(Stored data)

use std::time::Duration;

use reqwest::blocking::Client;
use reqwest::StatusCode;

use super::{parse_remote_credentials, process_env, AwsCredentials, EnvLookup, ProvideCredentials};
use crate::client::{ParameterError, ParameterResult};
use crate::logging;

const DEFAULT_ENDPOINT: &str = "http://169.254.169.254";
const TOKEN_PATH: &str = "/latest/api/token";
const ROLE_PATH: &str = "/latest/meta-data/iam/security-credentials/";
const TOKEN_TTL_HEADER: &str = "x-aws-ec2-metadata-token-ttl-seconds";
const TOKEN_HEADER: &str = "x-aws-ec2-metadata-token";
const TOKEN_TTL_SECONDS: &str = "21600";
const TIMEOUT: Duration = Duration::from_secs(1);

/// Instance-role credentials from the EC2 metadata service (IMDSv2)
///
/// An unreachable metadata service, a refused session token, or an instance
/// without a role all mean "not configured". `AWS_EC2_METADATA_DISABLED=true`
/// skips the lookup and `AWS_EC2_METADATA_SERVICE_ENDPOINT` overrides the
/// address.
pub struct ImdsProvider {
    http: Client,
    endpoint: String,
    disabled: bool,
}

impl ImdsProvider {
    pub fn new() -> ParameterResult<Self> {
        Self::from_lookup(&process_env())
    }

    pub fn from_lookup(lookup: &EnvLookup) -> ParameterResult<Self> {
        let get = |key: &str| lookup(key).filter(|v| !v.is_empty());
        let endpoint = get("AWS_EC2_METADATA_SERVICE_ENDPOINT").unwrap_or_else(|| DEFAULT_ENDPOINT.to_string());
        let disabled = get("AWS_EC2_METADATA_DISABLED")
            .map(|v| v.eq_ignore_ascii_case("true"))
            .unwrap_or(false);

        Ok(Self {
            http: Client::builder().timeout(TIMEOUT).no_proxy().build()?,
            endpoint: endpoint.trim_end_matches('/').to_string(),
            disabled,
        })
    }

    pub fn endpoint(&self) -> &str {
        &self.endpoint
    }

    pub fn is_disabled(&self) -> bool {
        self.disabled
    }

    fn session_token(&self) -> Option<String> {
        let response = self
            .http
            .put(format!("{}{}", self.endpoint, TOKEN_PATH))
            .header(TOKEN_TTL_HEADER, TOKEN_TTL_SECONDS)
            .send();

        match response {
            Ok(response) if response.status().is_success() => response.text().ok(),
            Ok(response) => {
                logging::debug(
                    "ssm::credentials",
                    &format!("IMDS token request returned {}", response.status().as_u16()),
                );
                None
            }
            Err(e) => {
                logging::debug("ssm::credentials", &format!("IMDS unreachable: {}", e));
                None
            }
        }
    }

    fn get(&self, path: &str, token: &str) -> ParameterResult<Option<Vec<u8>>> {
        let response = self
            .http
            .get(format!("{}{}", self.endpoint, path))
            .header(TOKEN_HEADER, token)
            .send()?;

        match response.status() {
            StatusCode::NOT_FOUND => Ok(None),
            status if status.is_success() => Ok(Some(response.bytes()?.to_vec())),
            status => Err(ParameterError::Credentials(format!(
                "imds: {} returned {}",
                path,
                status.as_u16()
            ))),
        }
    }
}

impl ProvideCredentials for ImdsProvider {
    fn name(&self) -> &str {
        "imds"
    }

    fn provide(&self) -> ParameterResult<Option<AwsCredentials>> {
        if self.disabled {
            return Ok(None);
        }
        let Some(token) = self.session_token() else {
            return Ok(None);
        };

        let Some(roles) = self.get(ROLE_PATH, &token)? else {
            return Ok(None);
        };
        let roles = String::from_utf8_lossy(&roles);
        let Some(role) = roles.lines().map(str::trim).find(|line| !line.is_empty()) else {
            return Ok(None);
        };

        let path = format!("{}{}", ROLE_PATH, role);
        match self.get(&path, &token)? {
            Some(body) => parse_remote_credentials("imds", &body).map(Some),
            None => Err(ParameterError::Credentials(format!(
                "imds: no credentials for role {}",
                role
            ))),
        }
    }
}

#[cfg(test)]
mod tests {
    use super::*;
    use crate::client::ssm::credentials::test_support::lookup;
    use crate::client::ssm::test_server::TestServer;

    const CREDENTIALS_BODY: &str = r#"{"Code":"Success","Type":"AWS-HMAC","AccessKeyId":"ASIAINSTANCE","SecretAccessKey":"instance-secret","Token":"instance-token","Expiration":"2026-10-16T12:00:00Z"}"#;

    fn provider_for(server: &TestServer) -> ImdsProvider {
        let url = server.url();
        ImdsProvider::from_lookup(&lookup(&[("AWS_EC2_METADATA_SERVICE_ENDPOINT", url.as_str())])).unwrap()
    }

    #[test]
    fn test_role_credentials() {
        let server = TestServer::start(vec![
            (200, "session-token"),
            (200, "app-role\n"),
            (200, CREDENTIALS_BODY),
        ]);

        let creds = provider_for(&server).provide().unwrap();
        assert_eq!(
            creds,
            Some(AwsCredentials::new("ASIAINSTANCE", "instance-secret").with_session_token("instance-token"))
        );

        let requests = server.requests();
        assert_eq!(requests.len(), 3);
        assert_eq!(requests[0].method, "PUT");
        assert_eq!(requests[0].path, TOKEN_PATH);
        assert_eq!(requests[0].header(TOKEN_TTL_HEADER), Some(TOKEN_TTL_SECONDS));
        assert_eq!(requests[1].path, ROLE_PATH);
        assert_eq!(requests[1].header(TOKEN_HEADER), Some("session-token"));
        assert_eq!(requests[2].path, "/latest/meta-data/iam/security-credentials/app-role");
        assert_eq!(requests[2].header(TOKEN_HEADER), Some("session-token"));
    }

    #[test]
    fn test_no_role_attached() {
        let server = TestServer::start(vec![(200, "session-token"), (404, "")]);
        assert!(provider_for(&server).provide().unwrap().is_none());
        assert_eq!(server.requests().len(), 2);
    }

    #[test]
    fn test_token_refused() {
        let server = TestServer::start(vec![(403, "")]);
        assert!(provider_for(&server).provide().unwrap().is_none());
    }

    #[test]
    fn test_unreachable() {
        let listener = std::net::TcpListener::bind("127.0.0.1:0").unwrap();
        let url = format!("http://{}", listener.local_addr().unwrap());
        drop(listener);

        let provider =
            ImdsProvider::from_lookup(&lookup(&[("AWS_EC2_METADATA_SERVICE_ENDPOINT", url.as_str())])).unwrap();
        assert!(provider.provide().unwrap().is_none());
    }

    #[test]
    fn test_disabled() {
        let provider = ImdsProvider::from_lookup(&lookup(&[("AWS_EC2_METADATA_DISABLED", "TRUE")])).unwrap();
        assert!(provider.is_disabled());
        assert!(provider.provide().unwrap().is_none());
    }

    #[test]
    fn test_default_endpoint() {
        let provider = ImdsProvider::from_lookup(&lookup(&[])).unwrap();
        assert_eq!(provider.endpoint(), DEFAULT_ENDPOINT);
        assert!(!provider.is_disabled());
    }
}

▶ PROBLEM STATEMENT
Word for word, give back all of the records.

▶ YOUR SOLUTION
use std::time::Duration;

use reqwest::blocking::Client;
use reqwest::StatusCode;

use super::{parse_remote_credentials, process_env, AwsCredentials, EnvLookup, ProvideCredentials};
use crate::client::{ParameterError, ParameterResult};
use crate::logging;

const DEFAULT_ENDPOINT: &str = "http://169.254.169.254";
const TOKEN_PATH: &str = "/latest/api/token";
const ROLE_PATH: &str = "/latest/meta-data/iam/security-credentials/";
const TOKEN_TTL_HEADER: &str = "x-aws-ec2-metadata-token-ttl-seconds";
const TOKEN_HEADER: &str = "x-aws-ec2-metadata-token";
const TOKEN_TTL_SECONDS: &str = "21600";
const TIMEOUT: Duration = Duration::from_secs(1);

/// Instance-role credentials from the EC2 metadata service (IMDSv2)
///
/// An unreachable metadata service, a refused session token, or an instance
/// without a role all mean "not configured". `AWS_EC2_METADATA_DISABLED=true`
/// skips the lookup and `AWS_EC2_METADATA_SERVICE_ENDPOINT` overrides the
/// address.
pub struct ImdsProvider {
    http: Client,
    endpoint: String,
    disabled: bool,
}

impl ImdsProvider {
    pub fn new() -> ParameterResult<Self> {
        Self::from_lookup(&process_env())
    }

    pub fn from_lookup(lookup: &EnvLookup) -> ParameterResult<Self> {
        let get = |key: &str| lookup(key).filter(|v| !v.is_empty());
        let endpoint = get("AWS_EC2_METADATA_SERVICE_ENDPOINT").unwrap_or_else(|| DEFAULT_ENDPOINT.to_string());
        let disabled = get("AWS_EC2_METADATA_DISABLED")
            .map(|v| v.eq_ignore_ascii_case("true"))
            .unwrap_or(false);

        Ok(Self {
            http: Client::builder().timeout(TIMEOUT).no_proxy().build()?,
            endpoint: endpoint.trim_end_matches('/').to_string(),
            disabled,
        })
    }

    pub fn endpoint(&self) -> &str {
        &self.endpoint
    }

    pub fn is_disabled(&self) -> bool {
        self.disabled
    }

    fn session_token(&self) -> Option<String> {
        let response = self
            .http
            .put(format!("{}{}", self.endpoint, TOKEN_PATH))
            .header(TOKEN_TTL_HEADER, TOKEN_TTL_SECONDS)
            .send();

        match response {
            Ok(response) if response.status().is_success() => response.text().ok(),
            Ok(response) => {
                logging::debug(
                    "ssm::credentials",
                    &format!("IMDS token request returned {}", response.status().as_u16()),
                );
                None
            }
            Err(e) => {
                logging::debug("ssm::credentials", &format!("IMDS unreachable: {}", e));
                None
            }
        }
    }

    fn get(&self, path: &str, token: &str) -> ParameterResult<Option<Vec<u8>>> {
        let response = self
            .http
            .get(format!("{}{}", self.endpoint, path))
            .header(TOKEN_HEADER, token)
            .send()?;

        match response.status() {
            StatusCode::NOT_FOUND => Ok(None),
            status if status.is_success() => Ok(Some(response.bytes()?.to_vec())),
            status => Err(ParameterError::Credentials(format!(
                "imds: {} returned {}",
                path,
                status.as_u16()
            ))),
        }
    }
}

impl ProvideCredentials for ImdsProvider {
    fn name(&self) -> &str {
        "imds"
    }

    fn provide(&self) -> ParameterResult<Option<AwsCredentials>> {
        if self.disabled {
            return Ok(None);
        }
        let Some(token) = self.session_token() else {
            return Ok(None);
        };

        let Some(roles) = self.get(ROLE_PATH, &token)? else {
            return Ok(None);
        };
        let roles = String::from_utf8_lossy(&roles);
        let Some(role) = roles.lines().map(str::trim).find(|line| !line.is_empty()) else {
            return Ok(None);
        };

        let path = format!("{}{}", ROLE_PATH, role);
        match self.get(&path, &token)? {
            Some(body) => parse_remote_credentials("imds", &body).map(Some),
            None => Err(ParameterError::Credentials(format!(
                "imds: no credentials for role {}",
                role
            ))),
        }
    }
}

#[cfg(test)]
mod tests {
    use super::*;
    use crate::client::ssm::credentials::test_support::lookup;
    use crate::client::ssm::test_server::TestServer;

    const CREDENTIALS_BODY: &str = r#"{"Code":"Success","Type":"AWS-HMAC","AccessKeyId":"ASIAINSTANCE","SecretAccessKey":"instance-secret","Token":"instance-token","Expiration":"2026-10-16T12:00:00Z"}"#;

    fn provider_for(server: &TestServer) -> ImdsProvider {
        let url = server.url();
        ImdsProvider::from_lookup(&lookup(&[("AWS_EC2_METADATA_SERVICE_ENDPOINT", url.as_str())])).unwrap()
    }

    #[test]
    fn test_role_credentials() {
        let server = TestServer::start(vec![
            (200, "session-token"),
            (200, "app-role\n"),
            (200, CREDENTIALS_BODY),
        ]);

        let creds = provider_for(&server).provide().unwrap();
        assert_eq!(
            creds,
            Some(AwsCredentials::new("ASIAINSTANCE", "instance-secret").with_session_token("instance-token"))
        );

        let requests = server.requests();
        assert_eq!(requests.len(), 3);
        assert_eq!(requests[0].method, "PUT");
        assert_eq!(requests[0].path, TOKEN_PATH);
        assert_eq!(requests[0].header(TOKEN_TTL_HEADER), Some(TOKEN_TTL_SECONDS));
        assert_eq!(requests[1].path, ROLE_PATH);
        assert_eq!(requests[1].header(TOKEN_HEADER), Some("session-token"));
        assert_eq!(requests[2].path, "/latest/meta-data/iam/security-credentials/app-role");
        assert_eq!(requests[2].header(TOKEN_HEADER), Some("session-token"));
    }

    #[test]
    fn test_no_role_attached() {
        let server = TestServer::start(vec![(200, "session-token"), (404, "")]);
        assert!(provider_for(&server).provide().unwrap().is_none());
        assert_eq!(server.requests().len(), 2);
    }

    #[test]
    fn test_token_refused() {
        let server = TestServer::start(vec![(403, "")]);
        assert!(provider_for(&server).provide().unwrap().is_none());
    }

    #[test]
    fn test_unreachable() {
        let listener = std::net::TcpListener::bind("127.0.0.1:0").unwrap();
        let url = format!("http://{}", listener.local_addr().unwrap());
        drop(listener);

        let provider =
            ImdsProvider::from_lookup(&lookup(&[("AWS_EC2_METADATA_SERVICE_ENDPOINT", url.as_str())])).unwrap();
        assert!(provider.provide().unwrap().is_none());
    }

    #[test]
    fn test_disabled() {
        let provider = ImdsProvider::from_lookup(&lookup(&[("AWS_EC2_METADATA_DISABLED", "TRUE")])).unwrap();
        assert!(provider.is_disabled());
        assert!(provider.provide().unwrap().is_none());
    }

    #[test]
    fn test_default_endpoint() {
        let provider = ImdsProvider::from_lookup(&lookup(&[])).unwrap();
        assert_eq!(provider.endpoint(), DEFAULT_ENDPOINT);
        assert!(!provider.is_disabled());
    }
}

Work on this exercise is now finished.